Pinterest is pushing its visual search engine for the real world - and it could upend the advertising business
And the company seems to have a clear message for marketers attending the event, something like: "If you think of us as an app where people post pictures of places they want to visit or things they want to buy for their living-room makeovers, think again. We're going to be the company that helps you use your phone to search the real world using images."
Indeed, Pinterest is putting a big emphasis on Lens and the visual search technology behind the product. The still-in-beta tool allows people to snap photos of physical items that bring up visual search results related to the items. Take a picture of a shirt in a store, and get back a series of images of similar shirts.
Pinterest placed Lens demonstration kiosks on the beach at Cannes, where people could snap photos of their own clothes or other products.
The company sees the tech as a major differentiator, one that may even help Pinterest expand beyond its core commerce-and-crafting audience.
The company's president, Tim Kendall, told Business Insider at the company's Cannes pavilion opposite the Carlton Hotel: "We think it's how discovery is going to increasingly be driven on the phone. We think it's going to be image-driven.
"We think it's a really big deal. I think our computer vision technology is the best in the world."
The Lens tech is also baked into Samsung's mobile browser, meaning many who don't use Pinterest will be able to learn more about images they encounter when out surfing the mobile web.
Pinterest recently raised $150 million and is now valued at $12 billion. So it's a good bet that investors will want Lens to pay off in revenue.
Ultimately, ads may come to Lens. But more immediately, Kendall sees the company's investment in visual discovery technology as significantly advancing search advertising, an area that Google dominates but Pinterest has recently made a big push into.
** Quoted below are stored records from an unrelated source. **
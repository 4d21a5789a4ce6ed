//! Embeddings locales para la base de conocimiento.
//!
//! `HashEmbedder` proyecta unigramas y bigramas a un vector de dimensión fija
//! mediante hashing (FNV-1a con signo), normalizado L2. Es determinista y no
//! necesita credenciales ni modelos descargados: dos textos idénticos producen
//! exactamente el mismo vector.

pub const DEFAULT_DIMENSIONS: usize = 384;

/// Calcula embeddings de texto.
pub trait Embedder: Send + Sync {
    fn dimensions(&self) -> usize;
    fn embed(&self, text: &str) -> Vec<f32>;

    fn embed_batch(&self, texts: &[String]) -> Vec<Vec<f32>> {
        texts.iter().map(|t| self.embed(t)).collect()
    }
}

#[derive(Debug, Clone)]
pub struct HashEmbedder {
    dimensions: usize,
}

impl Default for HashEmbedder {
    fn default() -> Self {
        Self::new(DEFAULT_DIMENSIONS)
    }
}

impl HashEmbedder {
    pub fn new(dimensions: usize) -> Self {
        Self {
            dimensions: dimensions.max(1),
        }
    }

    fn accumulate(&self, vector: &mut [f32], feature: &str, weight: f32) {
        let hash = fnv1a(feature.as_bytes());
        let bucket = (hash % self.dimensions as u64) as usize;
        // El bit alto decide el signo para que las colisiones se compensen.
        let sign = if hash >> 63 == 0 { 1.0 } else { -1.0 };
        vector[bucket] += sign * weight;
    }
}

impl Embedder for HashEmbedder {
    fn dimensions(&self) -> usize {
        self.dimensions
    }

    fn embed(&self, text: &str) -> Vec<f32> {
        let mut vector = vec![0.0_f32; self.dimensions];
        let tokens = tokenize(text);

        for token in &tokens {
            self.accumulate(&mut vector, token, 1.0);
        }
        for pair in tokens.windows(2) {
            self.accumulate(&mut vector, &format!("{} {}", pair[0], pair[1]), 0.5);
        }

        let norm = vector.iter().map(|x| x * x).sum::<f32>().sqrt();
        if norm > f32::EPSILON {
            vector.iter_mut().for_each(|x| *x /= norm);
        }
        vector
    }
}

/// Similitud coseno; 0.0 si las dimensiones no coinciden o algún vector es nulo.
pub fn cosine_similarity(a: &[f32], b: &[f32]) -> f32 {
    if a.len() != b.len() || a.is_empty() {
        return 0.0;
    }

    let dot: f32 = a.iter().zip(b.iter()).map(|(x, y)| x * y).sum();
    let norm_a: f32 = a.iter().map(|x| x * x).sum::<f32>().sqrt();
    let norm_b: f32 = b.iter().map(|x| x * x).sum::<f32>().sqrt();
    let denom = norm_a * norm_b;

    if denom <= f32::EPSILON {
        0.0
    } else {
        dot / denom
    }
}

/// Minúsculas y separación por cualquier carácter no alfanumérico.
pub fn tokenize(text: &str) -> Vec<String> {
    text.to_lowercase()
        .split(|c: char| !c.is_alphanumeric())
        .filter(|t| !t.is_empty())
        .map(str::to_string)
        .collect()
}

fn fnv1a(bytes: &[u8]) -> u64 {
    const OFFSET: u64 = 0xcbf2_9ce4_8422_2325;
    const PRIME: u64 = 0x0000_0100_0000_01b3;
    bytes
        .iter()
        .fold(OFFSET, |hash, b| (hash ^ u64::from(*b)).wrapping_mul(PRIME))
}
//! Errores tipados del dominio.
//!
//! Los adaptadores externos absorben sus propios fallos; sólo el almacén de
//! conocimiento puede hacer fracasar una consulta.

use std::time::Duration;

use thiserror::Error;

#[derive(Error, Debug)]
pub enum StoreError {
    #[error("Base de conocimiento no disponible: {0}")]
    Unavailable(String),

    #[error("Entrada inválida: {0}")]
    InvalidInput(String),

    #[error("Error de serialización de metadatos: {0}")]
    Serialization(#[from] serde_json::Error),
}

impl From<sqlx::Error> for StoreError {
    fn from(err: sqlx::Error) -> Self {
        Self::Unavailable(err.to_string())
    }
}

#[derive(Error, Debug)]
pub enum LlmError {
    #[error("El modelo no respondió en {0:?}")]
    Timeout(Duration),

    #[error("Error del proveedor LLM: {0}")]
    Provider(String),

    #[error("El modelo devolvió una respuesta vacía")]
    EmptyResponse,
}

#[derive(Error, Debug)]
pub enum ResearchError {
    #[error("La pregunta está vacía")]
    EmptyQuestion,

    #[error(transparent)]
    Store(#[from] StoreError),
}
Kendall talked about how a theoretical furniture retailer might have to run ads tied to thousands of generic terms like "classic living room" to identify its products in the hope that they help people find the retailer in a web search. But Pinterest's machine-learning tech can automatically pull thousands of signals from images that can be used to deliver more relevant ads with far less labor, he said.
For example, that retailer's products may surface when people look for furniture items that fit with their specific home's design, Kendall said.
"I think this is the way that ads are going to be served," he said. "We are going to invest more in this. I think keywords are going to go away."